Pisze o tym co mi sie nie podoba tak jak pisze na forum Volvo , ktore warsztaty sa dobre , a ktore nie. Bo my , klienci jestesmy wlasnie od wymieniania sie pogladem na temat firm , nie od tego by je zmieniac. Oczywiscie, jesli ktorys klient chce otworzyc swoja, lepsza firme , prosze bardzo. Niestety, SAD to monopol. Zdazyles sie pewnie wczesniej zoriwntowac: jestem zdecydowanym przeciwnikiem monopoli lub niejasnych monopoli. Jesli juz mam sie pogodzic z jakims monopolem na produkty Apple wolalbym Apple Polska, bez tego IMC i bez SAD zarazem.

Bo też i nie próbuję go wcale tłumaczyć, a przynajmniej nie w przypadku złej obsługi klienta. Sam też się z nią spotkałem, ale robiłem wtedy awanturę i jakoś nie było problemów z wyegzekwowaniem tego, co mi się, jako klientowi, należy. Przecież to proste, sam przecież zrobiłeś to samo. Zatrudniłeś prawnika i wyegzekwowałeś, o ile pamiętam, należne Ci prawa. Dlaczego więc atakujesz mnie wtedy, kiedy namawiam innych, żeby robili to samo? Żeby również egzekwowali swoje prawa.


O, wreszcie. Heidi puscil pare z ust. A wiec jednak. Byles niezadowolony. Musiales zrobic awanture. Tym bardziej sie dziwie, ze dzisiaj uwazasz, ze fakt, ze trzeba gdzies robic awanture by uzyskac nalezne klientowi prawa jest normalny. No i dziwie sie, ze uwazasz, ze ludzie tylko pisza na forum a nie robia awantury w SAD. Zdziwilbys sie, robia. A wtedy gdy SAD ma ich w dupie pisza na forum. Taka jest kolejnosc, zapominasz ciagle o jednym etapie. Ty, proSADowiec, zamiast instruowac ludzi, kogo z nazwiska maja besztac ( przeciez jestes za ujawnianiem nazwisk, prawda), wysylasz ich do FK.

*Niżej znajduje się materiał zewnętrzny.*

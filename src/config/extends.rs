//! Registry inheritance for `check.toml`.
//!
//! A registry is a directory (local or remote) holding reusable rulesets at
//! `rulesets/<name>.toml`. Rulesets listed in `[extends]` are merged in
//! order and the project's own file is merged on top.
//!
//! Composition is stricter-only: once a boolean is `true` in the base, an
//! overlay cannot switch it back off, and the numeric thresholds listed in
//! [`THRESHOLDS`] can only move in their stricter direction. Every other
//! value is replaced by the overlay.

use std::path::{Path, PathBuf};
use std::time::Duration;

use phf::phf_map;
use tracing::{debug, warn};

use super::ConfigError;

/// Where a registry lives.
#[derive(Debug, Clone, PartialEq, Eq)]
pub enum RegistrySource {
    Local(PathBuf),
    /// Base URL without a trailing slash
    Http(String),
}

impl RegistrySource {
    /// Parse an `extends.registry` value.
    ///
    /// `github:owner/repo[@ref]` maps to raw.githubusercontent.com (ref
    /// defaults to `main`); `http(s)://` URLs are used as-is; anything else
    /// is a path relative to `base_dir`.
    pub fn parse(reference: &str, base_dir: &Path) -> Self {
        if let Some(rest) = reference.strip_prefix("github:") {
            let (repo, git_ref) = match rest.split_once('@') {
                Some((repo, r)) => (repo, r),
                None => (rest, "main"),
            };
            return RegistrySource::Http(format!(
                "https://raw.githubusercontent.com/{}/{}",
                repo.trim_matches('/'),
                git_ref
            ));
        }
        if reference.starts_with("https://") || reference.starts_with("http://") {
            return RegistrySource::Http(reference.trim_end_matches('/').to_string());
        }
        let path = Path::new(reference);
        if path.is_absolute() {
            RegistrySource::Local(path.to_path_buf())
        } else {
            RegistrySource::Local(base_dir.join(path))
        }
    }

    fn describe(&self) -> String {
        match self {
            RegistrySource::Local(p) => p.display().to_string(),
            RegistrySource::Http(url) => url.clone(),
        }
    }
}

/// Fetch the text of one ruleset.
pub async fn fetch_ruleset(source: &RegistrySource, name: &str) -> Result<String, ConfigError> {
    match source {
        RegistrySource::Local(dir) => {
            let path = dir.join("rulesets").join(format!("{}.toml", name));
            debug!(path = %path.display(), "reading ruleset");
            std::fs::read_to_string(&path).map_err(|e| ConfigError::Registry {
                registry: source.describe(),
                message: format!("ruleset {:?} not readable at {}: {}", name, path.display(), e),
            })
        }
        RegistrySource::Http(base) => {
            let url = format!("{}/rulesets/{}.toml", base, name);
            debug!(%url, "fetching ruleset");
            let registry_err = |message: String| ConfigError::Registry {
                registry: source.describe(),
                message,
            };
            let client = reqwest::Client::builder()
                .user_agent(concat!("healthgate/", env!("CARGO_PKG_VERSION")))
                .timeout(Duration::from_secs(30))
                .build()
                .map_err(|e| registry_err(e.to_string()))?;
            let response = client
                .get(&url)
                .send()
                .await
                .map_err(|e| registry_err(format!("fetching {}: {}", url, e)))?;
            match response.status().as_u16() {
                200 => response
                    .text()
                    .await
                    .map_err(|e| registry_err(format!("reading {}: {}", url, e))),
                404 => Err(registry_err(format!("ruleset {:?} not found", name))),
                status => Err(registry_err(format!("HTTP {} fetching {}", status, url))),
            }
        }
    }
}

#[derive(Debug, Clone, Copy, PartialEq, Eq)]
enum Bound {
    /// Raising the value is stricter
    AtLeast,
    /// Lowering the value is stricter
    AtMost,
}

/// Numeric settings with a stricter direction.
static THRESHOLDS: phf::Map<&'static str, Bound> = phf_map! {
    "code.linting.eslint.max_warnings" => Bound::AtMost,
    "code.unused.vulture.min_confidence" => Bound::AtLeast,
    "code.tests.min_test_files" => Bound::AtLeast,
    "process.commits.max_subject_length" => Bound::AtMost,
    "process.pr.max_files" => Bound::AtMost,
    "process.pr.max_lines" => Bound::AtMost,
    "process.coverage.min_threshold" => Bound::AtLeast,
    "process.repo.ruleset.required_reviews" => Bound::AtLeast,
    "process.backups.max_age_hours" => Bound::AtMost,
};

fn as_number(value: &toml::Value) -> Option<f64> {
    match value {
        toml::Value::Integer(i) => Some(*i as f64),
        toml::Value::Float(f) => Some(*f),
        _ => None,
    }
}

/// Whether replacing `current` with `proposed` would loosen the threshold at `path`.
fn relaxes(path: &str, current: &toml::Value, proposed: &toml::Value) -> bool {
    let (Some(bound), Some(current), Some(proposed)) =
        (THRESHOLDS.get(path), as_number(current), as_number(proposed))
    else {
        return false;
    };
    match bound {
        Bound::AtLeast => proposed < current,
        Bound::AtMost => proposed > current,
    }
}

/// Deep-merge `overlay` into `base` under the stricter-only rule.
pub fn merge_stricter(base: &mut toml::Value, overlay: toml::Value, path: &str) {
    match (base, overlay) {
        (toml::Value::Table(base_table), toml::Value::Table(overlay_table)) => {
            for (key, value) in overlay_table {
                let child_path = if path.is_empty() {
                    key.clone()
                } else {
                    format!("{}.{}", path, key)
                };
                match base_table.get_mut(&key) {
                    Some(existing) => merge_stricter(existing, value, &child_path),
                    None => {
                        base_table.insert(key, value);
                    }
                }
            }
        }
        (toml::Value::Boolean(true), toml::Value::Boolean(false)) => {
            warn!(key = path, "cannot relax inherited setting; keeping true");
        }
        (slot, value) if relaxes(path, &*slot, &value) => {
            warn!(key = path, inherited = %slot, proposed = %value, "cannot relax inherited threshold");
        }
        (slot, value) => *slot = value,
    }
}

/// Resolve `[extends]` of a raw project document into a merged document.
pub async fn resolve(project: toml::Value, base_dir: &Path) -> Result<toml::Value, ConfigError> {
    let (registry, rulesets) = match extends_of(&project) {
        Some(pair) => pair,
        None => return Ok(project),
    };
    if rulesets.is_empty() {
        return Ok(project);
    }

    let source = RegistrySource::parse(&registry, base_dir);
    let mut merged = toml::Value::Table(toml::Table::new());

    for name in &rulesets {
        let text = fetch_ruleset(&source, name).await?;
        let mut ruleset: toml::Value =
            toml::from_str(&text).map_err(|e| ConfigError::Registry {
                registry: source.describe(),
                message: format!("ruleset {:?} is not valid TOML: {}", name, e),
            })?;
        if let toml::Value::Table(table) = &mut ruleset {
            // Rulesets do not chain.
            table.remove("extends");
        }
        merge_stricter(&mut merged, ruleset, "");
    }

    merge_stricter(&mut merged, project, "");
    Ok(merged)
}

/// Check a local registry: `rulesets/` must exist and every `*.toml` in it
/// must parse and validate on its own. Returns the ruleset names.
pub fn validate_registry(dir: &Path) -> Result<Vec<String>, ConfigError> {
    let rulesets_dir = dir.join("rulesets");
    let registry_err = |message: String| ConfigError::Registry {
        registry: dir.display().to_string(),
        message,
    };
    let entries = std::fs::read_dir(&rulesets_dir)
        .map_err(|e| registry_err(format!("{}: {}", rulesets_dir.display(), e)))?;

    let mut names = Vec::new();
    let mut problems = Vec::new();
    for entry in entries.filter_map(|e| e.ok()) {
        let path = entry.path();
        if path.extension().and_then(|e| e.to_str()) != Some("toml") {
            continue;
        }
        let name = path
            .file_stem()
            .map(|s| s.to_string_lossy().to_string())
            .unwrap_or_default();
        match check_ruleset(&path) {
            Ok(()) => names.push(name),
            Err(e) => problems.push(format!("{}: {}", name, e)),
        }
    }

    if !problems.is_empty() {
        problems.sort();
        return Err(ConfigError::Invalid(problems));
    }
    if names.is_empty() {
        return Err(registry_err("no rulesets found".to_string()));
    }
    names.sort();
    Ok(names)
}

fn check_ruleset(path: &Path) -> Result<(), ConfigError> {
    let text = std::fs::read_to_string(path).map_err(|e| ConfigError::Read {
        path: path.to_path_buf(),
        source: e,
    })?;
    let mut raw: toml::Value = toml::from_str(&text).map_err(|e| ConfigError::Parse {
        path: path.to_path_buf(),
        source: e,
    })?;
    if let toml::Value::Table(table) = &mut raw {
        table.remove("extends");
    }
    let config: super::Config = raw.try_into().map_err(|e| ConfigError::Parse {
        path: path.to_path_buf(),
        source: e,
    })?;
    super::validate(&config)
}

fn extends_of(project: &toml::Value) -> Option<(String, Vec<String>)> {
    let extends = project.get("extends")?;
    let registry = extends.get("registry")?.as_str()?.to_string();
    let rulesets = extends
        .get("rulesets")
        .and_then(|v| v.as_array())
        .map(|items| {
            items
                .iter()
                .filter_map(|i| i.as_str().map(str::to_string))
                .collect()
        })
        .unwrap_or_default();
    Some((registry, rulesets))
}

Bo komunizm charakteryzował się akurat odpowiedzialnością zbiorową, kiedy to całe rodziny szły pod mur za ojca, brata czy syna.


W tym wypadku, o czym wiesz dobrze bos inteligentny czlek, nie mowimy o odpowiedzialnosci zbiorowej w sensie takim jaki przytoczyles tylko o checi zwalenia wszystkiego na jednego by monolit pozostal nie ruszony. To jest wlasnie komunistyczne myslenie o gospodarce.

Tym którzy się starają i dzięki którym JEDI_V pisze, że ma same dobre wspomnienia?
(...) pracują w SADzie, więc z założenia są "kalekami-oszustami" i odpowiadają za całą historię SADu.


Oczywiscie to wszystko co zle wymyslili userzy zlosliwi i poszukujacy chlopcow do bicia.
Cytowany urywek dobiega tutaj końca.